Poprawił zbite już okulary i zeskoczył w błoto. Spojrzał w prawo i zobaczył swojego Kuzyna przygniecionego jedną z bólem do ziemi. Podbiegł do niego i zdjął z niego ciężar.
-Richard are you there? Are you alive?- Padł na kolana i nim potrząsną.

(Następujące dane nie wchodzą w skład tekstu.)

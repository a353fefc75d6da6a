use std::time::Duration;

use anyhow::{anyhow, Context, Result};
use async_trait::async_trait;
use base64::{engine::general_purpose::STANDARD as BASE64, Engine as _};
use reqwest::Client;
use serde_json::{json, Value};

pub const DEFAULT_OPENAI_BASE_URL: &str = "https://api.openai.com/v1";
pub const DEFAULT_OLLAMA_BASE_URL: &str = "http://localhost:11434/v1";
pub const DEFAULT_MAX_TOKENS: u32 = 4000;
const REQUEST_TIMEOUT: Duration = Duration::from_secs(180);

const LOCAL_MODEL_PREFIXES: &[&str] = &["gemma", "llama", "mistral", "phi", "qwen"];

/// A model that can look at a batch of PNG images and answer a prompt.
#[async_trait]
pub trait VisionModel: Send + Sync {
    fn name(&self) -> &str;

    async fn describe(&self, prompt: &str, images: &[Vec<u8>]) -> Result<String>;
}

/// Ollama-style names (`gemma3:4b`) and known open-weight families run locally.
pub fn is_local_model(model: &str) -> bool {
    model.contains(':') || LOCAL_MODEL_PREFIXES.iter().any(|p| model.starts_with(p))
}

#[derive(Debug, Clone)]
pub struct VisionSettings {
    pub model: String,
    pub openai_api_key: Option<String>,
    pub openai_base_url: String,
    pub ollama_base_url: String,
    pub max_tokens: u32,
    pub detail: String,
}

/// OpenAI Responses API for hosted models, OpenAI-compatible chat
/// completions (Ollama) for local ones.
pub struct OpenAiVision {
    client: Client,
    settings: VisionSettings,
}

impl OpenAiVision {
    pub fn new(settings: VisionSettings) -> Result<Self> {
        if !is_local_model(&settings.model) && settings.openai_api_key.is_none() {
            return Err(anyhow!(
                "OPENAI_API_KEY is required for model {}; set it or use a local model such as gemma3:4b",
                settings.model
            ));
        }

        let client = Client::builder()
            .timeout(REQUEST_TIMEOUT)
            .build()
            .context("failed to build HTTP client")?;

        Ok(Self { client, settings })
    }

    pub fn is_local(&self) -> bool {
        is_local_model(&self.settings.model)
    }
}

#[async_trait]
impl VisionModel for OpenAiVision {
    fn name(&self) -> &str {
        &self.settings.model
    }

    async fn describe(&self, prompt: &str, images: &[Vec<u8>]) -> Result<String> {
        let local = self.is_local();
        let (url, body) = if local {
            (
                format!("{}/chat/completions", self.settings.ollama_base_url.trim_end_matches('/')),
                chat_completions_body(&self.settings, prompt, images),
            )
        } else {
            (
                format!("{}/responses", self.settings.openai_base_url.trim_end_matches('/')),
                responses_body(&self.settings, prompt, images),
            )
        };

        let mut request = self.client.post(&url).json(&body);
        if let Some(key) = self.settings.openai_api_key.as_deref().filter(|_| !local) {
            request = request.header("Authorization", format!("Bearer {key}"));
        }

        let response = request
            .send()
            .await
            .with_context(|| format!("request to {url} failed"))?;

        if !response.status().is_success() {
            let status = response.status();
            let error_text = response.text().await.unwrap_or_default();
            return Err(anyhow!("vision API error {}: {}", status, error_text));
        }

        let raw = response.json::<Value>().await?;
        if local {
            extract_chat_text(&raw)
        } else {
            extract_responses_text(&raw)
        }
    }
}

fn data_url(png: &[u8]) -> String {
    format!("data:image/png;base64,{}", BASE64.encode(png))
}

pub fn chat_completions_body(settings: &VisionSettings, prompt: &str, images: &[Vec<u8>]) -> Value {
    let mut content = vec![json!({ "type": "text", "text": prompt })];
    content.extend(images.iter().map(|png| {
        json!({
            "type": "image_url",
            "image_url": { "url": data_url(png) },
        })
    }));

    json!({
        "model": settings.model,
        "messages": [{ "role": "user", "content": content }],
        "max_completion_tokens": settings.max_tokens,
    })
}

pub fn responses_body(settings: &VisionSettings, prompt: &str, images: &[Vec<u8>]) -> Value {
    let mut content = vec![json!({ "type": "input_text", "text": prompt })];
    content.extend(images.iter().map(|png| {
        json!({
            "type": "input_image",
            "image_url": data_url(png),
            "detail": settings.detail,
        })
    }));

    json!({
        "model": settings.model,
        "input": [{ "role": "user", "content": content }],
        "max_output_tokens": settings.max_tokens,
    })
}

pub fn extract_chat_text(raw: &Value) -> Result<String> {
    raw["choices"][0]["message"]["content"]
        .as_str()
        .map(str::to_string)
        .ok_or_else(|| anyhow!("No message content in chat completion response"))
}

pub fn extract_responses_text(raw: &Value) -> Result<String> {
    if let Some(text) = raw["output_text"].as_str() {
        return Ok(text.to_string());
    }

    let text: String = raw["output"]
        .as_array()
        .into_iter()
        .flatten()
        .filter_map(|item| item["content"].as_array())
        .flatten()
        .filter(|part| part["type"] == "output_text")
        .filter_map(|part| part["text"].as_str())
        .collect();

    if text.is_empty() {
        return Err(anyhow!("No output text in Responses API reply"));
    }
    Ok(text)
}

-Yes, Reggy! Quick! We must defend our camp!- Rozkazał i podniósł się z ziemi. Schylił się i wziął do ręki swój karabin. Reggy zrobił to samo.Popatrzał w drugą stronę i zobaczył zbliżające się potwory. Rozszerzył lekko nogi żeby stać stabilniej i wycelował w Shoen'y. Skupił się i zastrzelił jednego po drugim. Kiedy z nimi skończył od razu pobiegł za siebie i wyminął przewróconą wieżę. Nie widział nigdzie Richarda ale to nie było teraz najważniejsze.
Złapał mocniej bagnet i pobiegł tam gdzie słyszał, że coś się dzieje. Ominął namiot i zobaczył kolejnego potwora. Był za blisko żeby w niego strzelać więc użył ostrza. Wbił się w niego i podarł jego cienką różową skórę. Rozpruł go brutalnie i odsunął się. Ominął zwłoki i pobiegł dalej.
Usłyszał bulgoczący jęk jednego ze swoich dlatego bez zastanowienia ruszył w jego stronę. W oddali na bardziej podmokłym terenie zobaczył czerwoną plamę. Bez myślenia był już pewien, że to krew. Podbiegł bliżej i po przyjrzeniu się jego obawy okazały się być prawdą.
Był to jego przyjaciel Jake Ross ale nie był sam. Leżał w połowie w wodzie a z jego szyji tryskała krew. Długo nie trzeba było czekać aż jego wrzask zamieni się na zwykłe kaszlenie i dziwne odgłosy Agonii. Przestał się ruszać a jego ciało było podtrzymywane jedynie niebieskimi rękawicami niemca.